Note: High Power devices may have additional programming options and fields.
 

Rhythm Change:
If Rhythm Change is enabled, the device detects changes in the atrial arrhythmia using both regularity and cycle length. The AT/AF zone is subdivided into a series of narrower regions. Each region is supplied with a separate set of the atrial ATP therapies enabled for AT/AF episodes. One series of subdivided regions is identified for regular atrial rhythms. Another series of regions is identified for irregular atrial rhythms. If the rhythm shifts into a different region because of a change in cycle length or regularity, the device delivers therapies from those available in the new region.

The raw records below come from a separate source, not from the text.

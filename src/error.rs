use std::io;
use std::path::PathBuf;

use thiserror::Error;

/// Rejection reasons for [`crate::history::BenchmarkStore::append`].
///
/// Unknown-tool lookups are not errors (they yield an empty history), so
/// there is deliberately no not-found variant anywhere in this module.
#[derive(Debug, Error, PartialEq, Eq)]
pub enum ValidationError {
    #[error("run has no measurements")]
    EmptyMeasurements,

    #[error("run timestamp must be positive, got {0}")]
    NonPositiveTimestamp(i64),
}

/// Text-level failures while decoding an asset payload.
#[derive(Debug, Error)]
pub enum ParseError {
    /// A script asset must assign its payload to a global, e.g.
    /// `window.BENCHMARK_DATA = {...}`.
    #[error("no `=` assignment ahead of the payload in script asset")]
    MissingAssignment,

    #[error(transparent)]
    Json(#[from] serde_json::Error),
}

/// Failures while loading or persisting an asset file. Parse failures are
/// fatal to store initialization; a corrupt history must never be silently
/// replaced by an empty one.
#[derive(Debug, Error)]
pub enum StoreError {
    #[error("failed to read {}", .path.display())]
    Read {
        path: PathBuf,
        #[source]
        source: io::Error,
    },

    #[error("failed to write {}", .path.display())]
    Write {
        path: PathBuf,
        #[source]
        source: io::Error,
    },

    #[error("malformed asset {}", .path.display())]
    Malformed {
        path: PathBuf,
        #[source]
        source: ParseError,
    },

    #[error("failed to encode {}", .path.display())]
    Encode {
        path: PathBuf,
        #[source]
        source: serde_json::Error,
    },
}
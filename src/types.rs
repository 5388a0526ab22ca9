use std::fmt;
use std::pin::Pin;

use bytes::{Bytes, BytesMut};
use futures::{Stream, StreamExt};
use serde::{Deserialize, Serialize};

use crate::error::Result;

/// A boxed stream of byte chunks, used for both uploads and downloads
pub type ByteStream = Pin<Box<dyn Stream<Item = Result<Bytes>> + Send>>;

/// Type of a filesystem entry
#[derive(Debug, Clone, Copy, PartialEq, Eq, Serialize, Deserialize)]
#[serde(rename_all = "lowercase")]
pub enum EntryType {
    File,
    Dir,
}

impl EntryType {
    pub fn is_file(&self) -> bool {
        matches!(self, EntryType::File)
    }
}

/// Normalized metadata record for a file or directory
///
/// All paths are relative to the adapter prefix and carry no leading slash.
#[derive(Debug, Clone, PartialEq, Eq, Serialize, Deserialize)]
pub struct Metadata {
    /// Whether this is a file or a directory
    #[serde(rename = "type")]
    pub entry_type: EntryType,
    /// Canonical (lowercase) path, usable for follow-up calls
    pub path: String,
    /// Path with the casing the remote stores
    pub path_display: String,
    /// Leaf name with its original casing
    pub name: String,
    /// Last server-side modification, in Unix seconds (files only)
    #[serde(default, skip_serializing_if = "Option::is_none")]
    pub timestamp: Option<i64>,
    /// Size in bytes (files only)
    #[serde(default, skip_serializing_if = "Option::is_none")]
    pub size: Option<u64>,
    #[serde(default, skip_serializing_if = "Option::is_none")]
    pub mimetype: Option<String>,
}

/// A file read fully into memory, alongside its metadata
#[derive(Debug, Clone)]
pub struct FileContents {
    pub metadata: Metadata,
    pub contents: Bytes,
}

/// A file opened for streaming, alongside its metadata
pub struct FileStream {
    pub metadata: Metadata,
    pub stream: ByteStream,
}

impl FileStream {
    /// Drain the stream into memory
    pub async fn into_contents(self) -> Result<FileContents> {
        let contents = collect_stream(self.stream).await?;
        Ok(FileContents {
            metadata: self.metadata,
            contents,
        })
    }
}

impl fmt::Debug for FileStream {
    fn fmt(&self, f: &mut fmt::Formatter<'_>) -> fmt::Result {
        f.debug_struct("FileStream")
            .field("metadata", &self.metadata)
            .finish_non_exhaustive()
    }
}

/// Wrap an in-memory buffer as a single-chunk stream
pub fn stream_from_bytes(bytes: impl Into<Bytes>) -> ByteStream {
    let bytes = bytes.into();
    Box::pin(futures::stream::once(async move { Ok(bytes) }))
}

/// Read a stream to its end, failing on the first chunk error
pub async fn collect_stream(mut stream: ByteStream) -> Result<Bytes> {
    let mut buf = BytesMut::new();
    while let Some(chunk) = stream.next().await {
        buf.extend_from_slice(&chunk?);
    }
    Ok(buf.freeze())
}

#[cfg(test)]
mod tests {
    use super::*;
    use crate::error::AdapterError;

    #[test]
    fn test_metadata_serializes_type_tag() {
        let metadata = Metadata {
            entry_type: EntryType::Dir,
            path: "pass/please".to_string(),
            path_display: "pass/please".to_string(),
            name: "please".to_string(),
            timestamp: None,
            size: None,
            mimetype: None,
        };

        let value = serde_json::to_value(&metadata).unwrap();
        assert_eq!(
            value,
            serde_json::json!({
                "type": "dir",
                "path": "pass/please",
                "path_display": "pass/please",
                "name": "please",
            })
        );
    }

    #[tokio::test]
    async fn test_collect_stream_concatenates_chunks() {
        let stream: ByteStream = Box::pin(futures::stream::iter(vec![
            Ok(Bytes::from("some")),
            Ok(Bytes::from("thing")),
        ]));

        assert_eq!(collect_stream(stream).await.unwrap(), Bytes::from("something"));
    }

    #[tokio::test]
    async fn test_collect_stream_stops_on_error() {
        let stream: ByteStream = Box::pin(futures::stream::iter(vec![
            Ok(Bytes::from("partial")),
            Err(AdapterError::InvalidResponse {
                message: "connection reset".to_string(),
            }),
        ]));

        assert!(matches!(
            collect_stream(stream).await,
            Err(AdapterError::InvalidResponse { .. })
        ));
    }
}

Single zone programming is shown in the diagram below. The AT/AF detection zone is divided into smaller zones or bins, each having a full set of ATP therapies. With Rhythm Change ON, if the rhythm shifts into a different region (bin) because of a change in cycle length or regularity, the device delivers therapies available in the new region. The number of bins depends on the size of the AT/AF zone.

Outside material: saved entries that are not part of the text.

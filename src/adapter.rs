use async_trait::async_trait;
use bytes::Bytes;
use chrono::DateTime;
use tracing::{debug, warn};

use crate::{
    client::{ApiEntry, DropboxApi, WriteMode},
    config::{Config, DropboxConfig},
    dropbox::DropboxClient,
    error::{AdapterError, Result},
    filesystem::FilesystemAdapter,
    path::{apply_prefix, display_path, normalize_prefix, remove_prefix},
    types::{ByteStream, EntryType, FileContents, FileStream, Metadata},
};

/// Filesystem adapter backed by a Dropbox account
///
/// Every logical path is resolved below `prefix`, and the prefix is
/// stripped again from every path that comes back. The adapter keeps no
/// state between calls.
#[derive(Clone)]
pub struct DropboxAdapter<C = DropboxClient> {
    client: C,
    prefix: String,
}

enum Upload {
    Buffer(Bytes),
    Stream(ByteStream),
}

impl DropboxAdapter<DropboxClient> {
    /// Build an adapter with its own HTTP client
    pub fn connect(config: DropboxConfig, prefix: &str) -> Result<Self> {
        Ok(Self::with_prefix(DropboxClient::new(config)?, prefix))
    }
}

impl<C: DropboxApi> DropboxAdapter<C> {
    /// Create an adapter rooted at the top of the account
    pub fn new(client: C) -> Self {
        Self::with_prefix(client, "")
    }

    /// Create an adapter rooted at `prefix`
    pub fn with_prefix(client: C, prefix: &str) -> Self {
        Self {
            client,
            prefix: normalize_prefix(prefix),
        }
    }

    /// The underlying API client, for calls the adapter does not cover
    pub fn client(&self) -> &C {
        &self.client
    }

    pub fn prefix(&self) -> &str {
        &self.prefix
    }

    /// The absolute Dropbox path for a logical path
    pub fn apply_path_prefix(&self, path: &str) -> String {
        apply_prefix(&self.prefix, path)
    }

    /// Convert a raw entry into a metadata record relative to this adapter
    pub fn normalize(&self, entry: &ApiEntry) -> Metadata {
        normalize_entry(entry, &self.prefix)
    }

    /// A short-lived direct download link for a file
    pub async fn get_temporary_link(&self, path: &str) -> Result<String> {
        let location = self.apply_path_prefix(path);
        debug!(path = %location, "get_temporary_link");
        self.client.get_temporary_link(&location).await
    }

    async fn upload(&self, path: &str, contents: Upload, config: &Config) -> Result<Metadata> {
        let location = self.apply_path_prefix(path);
        debug!(path = %location, "upload");

        let entry = match contents {
            Upload::Buffer(bytes) => {
                self.client
                    .upload(&location, bytes, WriteMode::Overwrite)
                    .await?
            }
            Upload::Stream(stream) => {
                self.client
                    .upload_stream(&location, stream, WriteMode::Overwrite)
                    .await?
            }
        };

        let mut metadata = self.normalize(&entry);
        metadata.mimetype = config.get_str("mimetype").map(String::from);
        Ok(metadata)
    }
}

/// Build a metadata record from a raw entry
///
/// `path` is the lowercase path without the prefix. `path_display` keeps the
/// remote's casing; when the remote sends none it is rebuilt from the
/// lowercase parent and the case-correct `name`.
pub fn normalize_entry(entry: &ApiEntry, prefix: &str) -> Metadata {
    let lower = entry
        .path_lower
        .clone()
        .or_else(|| entry.path_display.as_ref().map(|p| p.to_lowercase()))
        .unwrap_or_default();

    let name = entry.name.clone().unwrap_or_else(|| {
        let display = entry.path_display.as_deref().unwrap_or(&lower);
        display.rsplit('/').next().unwrap_or_default().to_string()
    });

    let path_display = match &entry.path_display {
        Some(display) => remove_prefix(prefix, display),
        None => display_path(&lower, &name, prefix),
    };

    let entry_type = if entry.is_folder() {
        EntryType::Dir
    } else {
        EntryType::File
    };

    let (timestamp, size) = if entry_type.is_file() {
        (
            entry.server_modified.as_deref().and_then(parse_timestamp),
            entry.size,
        )
    } else {
        (None, None)
    };

    Metadata {
        entry_type,
        path: remove_prefix(prefix, &lower),
        path_display,
        name,
        timestamp,
        size,
        mimetype: None,
    }
}

/// Unix seconds from an RFC 3339 timestamp such as `2015-05-12T15:50:38Z`
fn parse_timestamp(value: &str) -> Option<i64> {
    DateTime::parse_from_rfc3339(value)
        .map(|dt| dt.timestamp())
        .ok()
}

/// Collapse a failure into `None`, logging what was swallowed
fn best_effort<T>(operation: &'static str, path: &str, result: Result<T>) -> Option<T> {
    match result {
        Ok(value) => Some(value),
        Err(error) => {
            warn!(operation, path, %error, "dropbox call failed");
            None
        }
    }
}

#[async_trait]
impl<C: DropboxApi> FilesystemAdapter for DropboxAdapter<C> {
    async fn write(&self, path: &str, contents: Bytes, config: &Config) -> Result<Metadata> {
        self.upload(path, Upload::Buffer(contents), config).await
    }

    async fn write_stream(
        &self,
        path: &str,
        contents: ByteStream,
        config: &Config,
    ) -> Result<Metadata> {
        self.upload(path, Upload::Stream(contents), config).await
    }

    async fn update(&self, path: &str, contents: Bytes, config: &Config) -> Result<Metadata> {
        self.upload(path, Upload::Buffer(contents), config).await
    }

    async fn update_stream(
        &self,
        path: &str,
        contents: ByteStream,
        config: &Config,
    ) -> Result<Metadata> {
        self.upload(path, Upload::Stream(contents), config).await
    }

    async fn read(&self, path: &str) -> Result<FileContents> {
        self.read_stream(path).await?.into_contents().await
    }

    async fn read_stream(&self, path: &str) -> Result<FileStream> {
        let location = self.apply_path_prefix(path);
        debug!(path = %location, "download");

        let download = self.client.download(&location).await?;

        Ok(FileStream {
            metadata: self.normalize(&download.metadata),
            stream: download.stream,
        })
    }

    async fn delete(&self, path: &str) -> bool {
        let location = self.apply_path_prefix(path);
        debug!(path = %location, "delete");

        best_effort("delete", &location, self.client.delete(&location).await).is_some()
    }

    async fn delete_dir(&self, path: &str) -> bool {
        self.delete(path).await
    }

    async fn create_dir(&self, path: &str, _config: &Config) -> Option<Metadata> {
        let location = self.apply_path_prefix(path);
        debug!(path = %location, "create_folder");

        let entry = best_effort(
            "create_folder",
            &location,
            self.client.create_folder(&location).await,
        )?;

        Some(self.normalize(&entry))
    }

    async fn rename(&self, from: &str, to: &str) -> bool {
        let from = self.apply_path_prefix(from);
        let to = self.apply_path_prefix(to);
        debug!(from = %from, to = %to, "move");

        best_effort("move", &from, self.client.move_path(&from, &to).await).is_some()
    }

    async fn copy(&self, from: &str, to: &str) -> bool {
        let from = self.apply_path_prefix(from);
        let to = self.apply_path_prefix(to);
        debug!(from = %from, to = %to, "copy");

        best_effort("copy", &from, self.client.copy(&from, &to).await).is_some()
    }

    async fn has(&self, path: &str) -> bool {
        self.get_metadata(path).await.is_some()
    }

    async fn get_metadata(&self, path: &str) -> Option<Metadata> {
        let location = self.apply_path_prefix(path);
        debug!(path = %location, "get_metadata");

        let entry = best_effort(
            "get_metadata",
            &location,
            self.client.get_metadata(&location).await,
        )?;

        Some(self.normalize(&entry))
    }

    async fn get_size(&self, path: &str) -> Option<u64> {
        self.get_metadata(path).await?.size
    }

    async fn get_timestamp(&self, path: &str) -> Option<i64> {
        self.get_metadata(path).await?.timestamp
    }

    async fn get_mimetype(&self, _path: &str) -> Result<Option<String>> {
        // Dropbox stores no content type
        Err(AdapterError::Unsupported {
            operation: "get_mimetype",
        })
    }

    async fn list_contents(&self, directory: &str, recursive: bool) -> Result<Vec<Metadata>> {
        let location = self.apply_path_prefix(directory);
        debug!(path = %location, recursive, "list_folder");

        let mut page = self.client.list_folder(&location, recursive).await?;
        let mut contents = Vec::new();

        loop {
            debug!(entries = page.entries.len(), has_more = page.has_more, "list page");
            contents.extend(page.entries.iter().map(|entry| self.normalize(entry)));

            if !page.has_more {
                break;
            }

            let cursor = page.cursor.take().ok_or_else(|| AdapterError::InvalidResponse {
                message: format!("listing of {} has more pages but no cursor", location),
            })?;
            page = self.client.list_folder_continue(&cursor).await?;
        }

        Ok(contents)
    }
}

Two zone programming is shown in the diagram below. When there are 2 atrial detection zones, the number of regions in the AT/AF zone depends on the programmed values for the AT/AF detection interval and the Fast AT/AF detection interval. The Fast AT/AF zone is not subdivided, and Fast AT/AF ATP therapies are not affected by this type of Reactive ATP.

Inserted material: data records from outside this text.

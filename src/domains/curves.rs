//! Rational curve family for the scale-dependence chart.
//!
//! The chart compares y = x/(x+k) for k ∈ {1, 2, 3} over a shared base
//! sequence. All formulas are total on the sampled domain; for x ∈ [0, 1)
//! every derived value also lies in [0, 1).

use serde::{Deserialize, Serialize};

use crate::error::{SimError, SimResult};
use crate::visualization::{Series, SeriesColor};

/// Ordered sequence of evenly spaced sample points x_i = i · step.
///
/// Immutable after creation; the derived curves are pointwise transforms.
#[derive(Debug, Clone, Serialize, Deserialize)]
pub struct SampleGrid {
    xs: Vec<f64>,
}

impl SampleGrid {
    /// Create a grid of `samples` points starting at 0 with the given step.
    ///
    /// # Errors
    ///
    /// Returns `InvalidArgument` if `samples` is zero or `step` is not a
    /// positive finite number.
    pub fn new(samples: usize, step: f64) -> SimResult<Self> {
        if samples == 0 {
            return Err(SimError::invalid_argument("sample count must be positive"));
        }
        if !step.is_finite() || step <= 0.0 {
            return Err(SimError::invalid_argument(format!(
                "step must be positive and finite, got {step}"
            )));
        }

        let xs = (0..samples).map(|i| i as f64 * step).collect();
        Ok(Self { xs })
    }

    /// The sample points in order.
    #[must_use]
    pub fn values(&self) -> &[f64] {
        &self.xs
    }

    /// Number of sample points.
    #[must_use]
    pub fn len(&self) -> usize {
        self.xs.len()
    }

    /// Check if empty (never true for a constructed grid).
    #[must_use]
    pub fn is_empty(&self) -> bool {
        self.xs.is_empty()
    }
}

/// A curve y = x/(x+k) for a fixed positive offset k.
#[derive(Debug, Clone, Copy, PartialEq, Serialize, Deserialize)]
pub struct RationalCurve {
    offset: f64,
}

impl RationalCurve {
    /// Create the curve with the given offset k.
    ///
    /// # Errors
    ///
    /// Returns `InvalidArgument` if the offset is not a positive finite
    /// number (the formula would not be total on [0, 1) otherwise).
    pub fn new(offset: f64) -> SimResult<Self> {
        if !offset.is_finite() || offset <= 0.0 {
            return Err(SimError::invalid_argument(format!(
                "curve offset must be positive and finite, got {offset}"
            )));
        }
        Ok(Self { offset })
    }

    /// Get the offset k.
    #[must_use]
    pub const fn offset(&self) -> f64 {
        self.offset
    }

    /// Evaluate y = x/(x+k) at one point.
    #[must_use]
    pub fn eval(&self, x: f64) -> f64 {
        x / (x + self.offset)
    }

    /// Evaluate the curve over a grid, producing (x, y) pairs.
    #[must_use]
    pub fn sample(&self, grid: &SampleGrid) -> Vec<(f64, f64)> {
        grid.values().iter().map(|&x| (x, self.eval(x))).collect()
    }

    /// Display label in the form "y=x/(x+k)".
    #[must_use]
    pub fn label(&self) -> String {
        // Offsets are small integers in practice; print them without a
        // trailing ".0" so labels read "y=x/(x+1)".
        if self.offset.fract() == 0.0 {
            format!("y=x/(x+{})", self.offset as i64)
        } else {
            format!("y=x/(x+{})", self.offset)
        }
    }
}

/// Build the three scale-dependence series over a shared grid.
///
/// Colors follow the original chart: k=1 red, k=2 blue, k=3 green.
///
/// # Errors
///
/// Never fails for the fixed offsets used here; the `Result` is kept so the
/// call site composes with the rest of the pipeline.
pub fn scale_dependence_family(grid: &SampleGrid) -> SimResult<Vec<Series>> {
    let family = [
        (1.0, SeriesColor::Red),
        (2.0, SeriesColor::Blue),
        (3.0, SeriesColor::Green),
    ];

    family
        .into_iter()
        .map(|(offset, color)| {
            let curve = RationalCurve::new(offset)?;
            Ok(Series {
                label: curve.label(),
                color,
                points: curve.sample(grid),
            })
        })
        .collect()
}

Note: The shift from a regular rhythm to an irregular rhythm introduces an additional 10 min scheduling delay to permit spontaneous termination of the irregular rhythm or a shift back to a regular rhythm.

Time Interval: 
The Time Interval feature of Reactive ATP allows for treatment of atrial arrhythmias that may have changed throughout the course of an atrial episode. If a Reactive ATP Time Interval is programmed, the number of ATP sequences is reset for both the AT/AF zone and the Fast AT/AF zone. The reset occurs when the Sustained Duration value (time from initial detection) reaches a multiple of the programmed Time Interval. This reset function is available only within the first 48 hours of an atrial episode.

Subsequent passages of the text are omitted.